The task |
Please give back only the lines below from the one containing "pub struct Review" to the one containing "assert!(review.is_authored_by(&author));", each repeated word for word, both ends included.
*** Opening Data in this exercise ***
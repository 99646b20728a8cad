//! Review Entity Implementation
//!
//! 리뷰 엔티티입니다. 투어와 작성자를 ObjectId로 참조하며,
//! `(tour, user)` 복합 유니크 인덱스로 투어당 1인 1리뷰를 보장합니다.

use mongodb::bson::{oid::ObjectId, DateTime};
use serde::{Deserialize, Serialize};

/// 리뷰 엔티티
#[derive(Debug, Clone, Serialize, Deserialize)]
pub struct Review {
    #[serde(rename = "_id", skip_serializing_if = "Option::is_none")]
    pub id: Option<ObjectId>,
    /// 리뷰 본문
    pub review: String,
    /// 평점 (1.0 ~ 5.0)
    pub rating: f64,
    /// 대상 투어 참조
    pub tour: ObjectId,
    /// 작성자 참조
    pub user: ObjectId,
    pub created_at: DateTime,
    pub updated_at: DateTime,
}

impl Review {
    pub fn new(review: String, rating: f64, tour: ObjectId, user: ObjectId) -> Self {
        let now = DateTime::now();

        Self {
            id: None,
            review,
            rating,
            tour,
            user,
            created_at: now,
            updated_at: now,
        }
    }

    /// ID 문자열로 변환
    pub fn id_string(&self) -> Option<String> {
        self.id.as_ref().map(|id| id.to_hex())
    }

    /// 작성자 본인 여부 확인
    pub fn is_authored_by(&self, user_id: &ObjectId) -> bool {
        &self.user == user_id
    }
}

#[cfg(test)]
mod tests {
    use super::*;

    #[test]
    fn test_ownership_check() {
        let author = ObjectId::new();
        let other = ObjectId::new();
        let review = Review::new("Great tour!".to_string(), 5.0, ObjectId::new(), author);

        assert!(review.is_authored_by(&author));
        assert!(!review.is_authored_by(&other));
    }
}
*** Closing Data in this exercise ***
Exercise result |
pub struct Review {
    #[serde(rename = "_id", skip_serializing_if = "Option::is_none")]
    pub id: Option<ObjectId>,
    /// 리뷰 본문
    pub review: String,
    /// 평점 (1.0 ~ 5.0)
    pub rating: f64,
    /// 대상 투어 참조
    pub tour: ObjectId,
    /// 작성자 참조
    pub user: ObjectId,
    pub created_at: DateTime,
    pub updated_at: DateTime,
}

impl Review {
    pub fn new(review: String, rating: f64, tour: ObjectId, user: ObjectId) -> Self {
        let now = DateTime::now();

        Self {
            id: None,
            review,
            rating,
            tour,
            user,
            created_at: now,
            updated_at: now,
        }
    }

    /// ID 문자열로 변환
    pub fn id_string(&self) -> Option<String> {
        self.id.as_ref().map(|id| id.to_hex())
    }

    /// 작성자 본인 여부 확인
    pub fn is_authored_by(&self, user_id: &ObjectId) -> bool {
        &self.user == user_id
    }
}

#[cfg(test)]
mod tests {
    use super::*;

    #[test]
    fn test_ownership_check() {
        let author = ObjectId::new();
        let other = ObjectId::new();
        let review = Review::new("Great tour!".to_string(), 5.0, ObjectId::new(), author);

        assert!(review.is_authored_by(&author));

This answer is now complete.